Franklin’s work was then of undeniable value, but it was the Crick and Watson team which put together all the pieces, and grasped the solutions to the various parts of the problem. Their work was hypothetical rather than experimental, but they won the race, partly because of the famed fit between their abilities, minds and attitudes. It was Crick and Watson who saw that complementarity between the four balanced building blocks of DNA was the key to replication and thus the double helix structure of DNA. This creative cooperation contrasts starkly with Rosalind Franklin, who as a proto-feminist in a male-dominated field in a sexist age seems to have been incapable of or prevented from collaborating creatively with those colleagues who could have given her the slight nudges in the right direction that her work required at various stages.

On February 28 1953 Crick, as they were together in a pub, famously told his colleague they had solved the secret of life. They published a basic paper on March 18 that year, and on April 2 finished a paper that was published in the journal Nature on April 25: “A Structure for Deoxyribose Nucleic Acid”, one of the most significant papers in the history of science. They nodded towards the work done by experimental colleagues Maurice Wilkins and Rosalind Franklin in London, but it was the Cambridge pair who would be remembered as the ones who had finally cracked the structure of DNA.
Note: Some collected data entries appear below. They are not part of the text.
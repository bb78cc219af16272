// SPDX-License-Identifier: MIT

//! The router's request/response wire shapes.

use serde::{Deserialize, Serialize};
use serde_json::Value;
use wk_core::{ErrorCategory, KitError};

/// Request envelope carried over the router's single named channel.
#[derive(Debug, Clone, Serialize, Deserialize, PartialEq)]
pub struct IpcRequest {
    pub name: String,
    #[serde(default)]
    pub payload: Value,
}

impl IpcRequest {
    pub fn new(name: impl Into<String>, payload: Value) -> Self {
        Self { name: name.into(), payload }
    }

    /// Envelope-shape validation: `name` must be a non-empty string.
    pub fn validate(&self) -> Result<(), KitError> {
        if self.name.trim().is_empty() {
            return Err(KitError::validation("request name must not be empty"));
        }
        Ok(())
    }
}

/// Response envelope: the wire shape every handler result (success or
/// failure) is wrapped in before crossing the router channel.
#[derive(Debug, Clone, Serialize, Deserialize, PartialEq)]
pub struct IpcResponse {
    /// 0 on success, a category-derived (or handler-chosen) non-zero code otherwise.
    pub code: i32,
    pub message: String,
    #[serde(default)]
    pub data: Value,
    #[serde(skip_serializing_if = "Option::is_none")]
    pub category: Option<ErrorCategory>,
    #[serde(skip_serializing_if = "Option::is_none")]
    pub details: Option<Value>,
    /// Present only when the router was constructed with `debug: true`.
    #[serde(skip_serializing_if = "Option::is_none")]
    pub stack: Option<String>,
}

impl IpcResponse {
    pub fn ok(data: Value) -> Self {
        Self { code: 0, message: "ok".to_string(), data, category: None, details: None, stack: None }
    }

    /// Build an error envelope from a `KitError`, optionally attaching a
    /// debug-only stack trace (only ever populated in development mode —
    /// see `RouterConfig::debug`).
    pub fn from_error(err: &KitError, stack: Option<String>) -> Self {
        Self {
            code: err.category.default_code(),
            message: err.message.clone(),
            data: Value::Null,
            category: Some(err.category),
            details: err.details.clone(),
            stack,
        }
    }

    pub fn is_success(&self) -> bool {
        self.code == 0
    }
}

impl From<KitError> for IpcResponse {
    fn from(err: KitError) -> Self {
        IpcResponse::from_error(&err, None)
    }
}

#[cfg(test)]
#[path = "envelope_tests.rs"]
mod tests;
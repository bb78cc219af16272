// SPDX-License-Identifier: MIT

use super::*;
use serde_json::json;

struct EchoHandler;

#[async_trait]
impl IpcHandler for EchoHandler {
    async fn call(&self, _context: &Value, payload: Value) -> Result<Value, KitError> {
        Ok(payload)
    }
}

#[tokio::test]
async fn default_hooks_have_no_schema_or_rate_limit_override() {
    let handler = EchoHandler;
    assert!(handler.payload_schema().is_none());
    assert!(handler.rate_limit().is_none());
    assert_eq!(handler.call(&json!({}), json!(42)).await.unwrap(), json!(42));
}
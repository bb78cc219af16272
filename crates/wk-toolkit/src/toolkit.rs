// SPDX-License-Identifier: MIT

//! The kit's single entry point: wires a router, bus, and window lifecycle
//! together and hands them to a `LifecycleManager` for ordered startup. Holds
//! no logic of its own beyond construction and exposing shared handles.

use std::sync::Arc;
use wk_bus::{BusDispatcher, MessageBus};
use wk_core::host::PortFactory;
use wk_core::{Clock, DisplayProvider, KitError, RawChannel, WindowFactory};
use wk_ipc::{IpcRouter, MessageDispatcher};
use wk_lifecycle::{PluginExecutor, WindowLifecycle};
use wk_registry::{InMemoryContextPersistence, WindowRegistry, WindowStateManager, WindowStore};
use wk_storage::StateKeeper;
use wk_transport::select_transport;

use crate::bus_binding::BusEventSink;
use crate::config::ToolkitConfig;
use crate::lifecycle_manager::LifecycleManager;

/// Everything a host needs to construct a `Toolkit`: the desktop-runtime
/// collaborators this crate cannot implement itself.
pub struct ToolkitHost {
    pub window_factory: Arc<dyn WindowFactory>,
    pub displays: Arc<dyn DisplayProvider>,
    pub ipc_channel: Arc<dyn RawChannel>,
    pub port_factory: Option<Arc<dyn PortFactory>>,
}

pub struct Toolkit<C: Clock = wk_core::SystemClock> {
    router: Arc<IpcRouter<C>>,
    bus: Arc<MessageBus<C>>,
    store: Arc<WindowStore<C>>,
    lifecycle: Arc<WindowLifecycle<C>>,
    bus_dispatcher: Arc<BusDispatcher<C>>,
    ipc_dispatcher: Arc<MessageDispatcher<C>>,
    lifecycle_manager: LifecycleManager<C>,
}

impl<C: Clock> Toolkit<C> {
    /// Constructs every subsystem but performs no I/O; call `start` to bring
    /// the toolkit up.
    pub fn new(config: ToolkitConfig, clock: C, host: ToolkitHost) -> Self {
        let registry = WindowRegistry::new();
        let state_keeper = StateKeeper::open(config.state_keeper.clone(), clock.clone());
        let state = WindowStateManager::new(registry.clone(), state_keeper, host.displays);
        let store = Arc::new(WindowStore::new(
            registry,
            state,
            Arc::new(InMemoryContextPersistence::new()),
            config.window_store.clone(),
        ));

        let transport = select_transport(host.port_factory);
        let bus = Arc::new(MessageBus::with_config(transport.clone(), clock.clone(), config.bus.clone()));
        let bus_dispatcher = Arc::new(BusDispatcher::new(bus.clone()));

        let plugins = Arc::new(PluginExecutor::new());
        let lifecycle = Arc::new(
            WindowLifecycle::new(store.clone(), host.window_factory, plugins.clone(), clock.clone())
                .with_event_sink(Arc::new(BusEventSink::new(bus.clone()))),
        );

        let router = Arc::new(IpcRouter::new(clock, config.router.clone()));
        let ipc_dispatcher = Arc::new(MessageDispatcher::new(router.clone(), host.ipc_channel));

        let lifecycle_manager = LifecycleManager::new(config, router.clone(), bus.clone(), transport, store.clone(), plugins);

        Self { router, bus, store, lifecycle, bus_dispatcher, ipc_dispatcher, lifecycle_manager }
    }

    /// Validates configuration, wires the bus transport, attaches the IPC
    /// dispatcher, and runs every registered plugin's `init`. Rolls back and
    /// re-throws if any step fails.
    pub async fn start(&self) -> Result<(), KitError> {
        self.lifecycle_manager.startup(self.bus_dispatcher.clone()).await?;
        self.ipc_dispatcher.attach();
        Ok(())
    }

    pub fn shutdown(&self) {
        self.lifecycle_manager.shutdown();
    }

    pub fn router(&self) -> &Arc<IpcRouter<C>> {
        &self.router
    }

    pub fn bus(&self) -> &Arc<MessageBus<C>> {
        &self.bus
    }

    pub fn lifecycle(&self) -> &Arc<WindowLifecycle<C>> {
        &self.lifecycle
    }

    pub fn store(&self) -> &Arc<WindowStore<C>> {
        &self.store
    }
}

#[cfg(test)]
#[path = "toolkit_tests.rs"]
mod tests;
Crick and Watson, along with Wilkins, became Nobel laureates in 1962. Sadly Wilkins, whose spadework had been so vital in the story, died of cancer in 1958, and as the Nobel committee makes no posthumous awards her part in the story did not receive the recognition a share of the prize would have brought her.

Crick, a real polymath, went on to work in the field of consciousness and the brain. Watson became an exceptionally powerful and successful manager and administrator of scientific research, heading up in a late stage of his career the Human Genome Project, thus neatly driving on some of the major practical aspects of his discoveries in the early 1950s.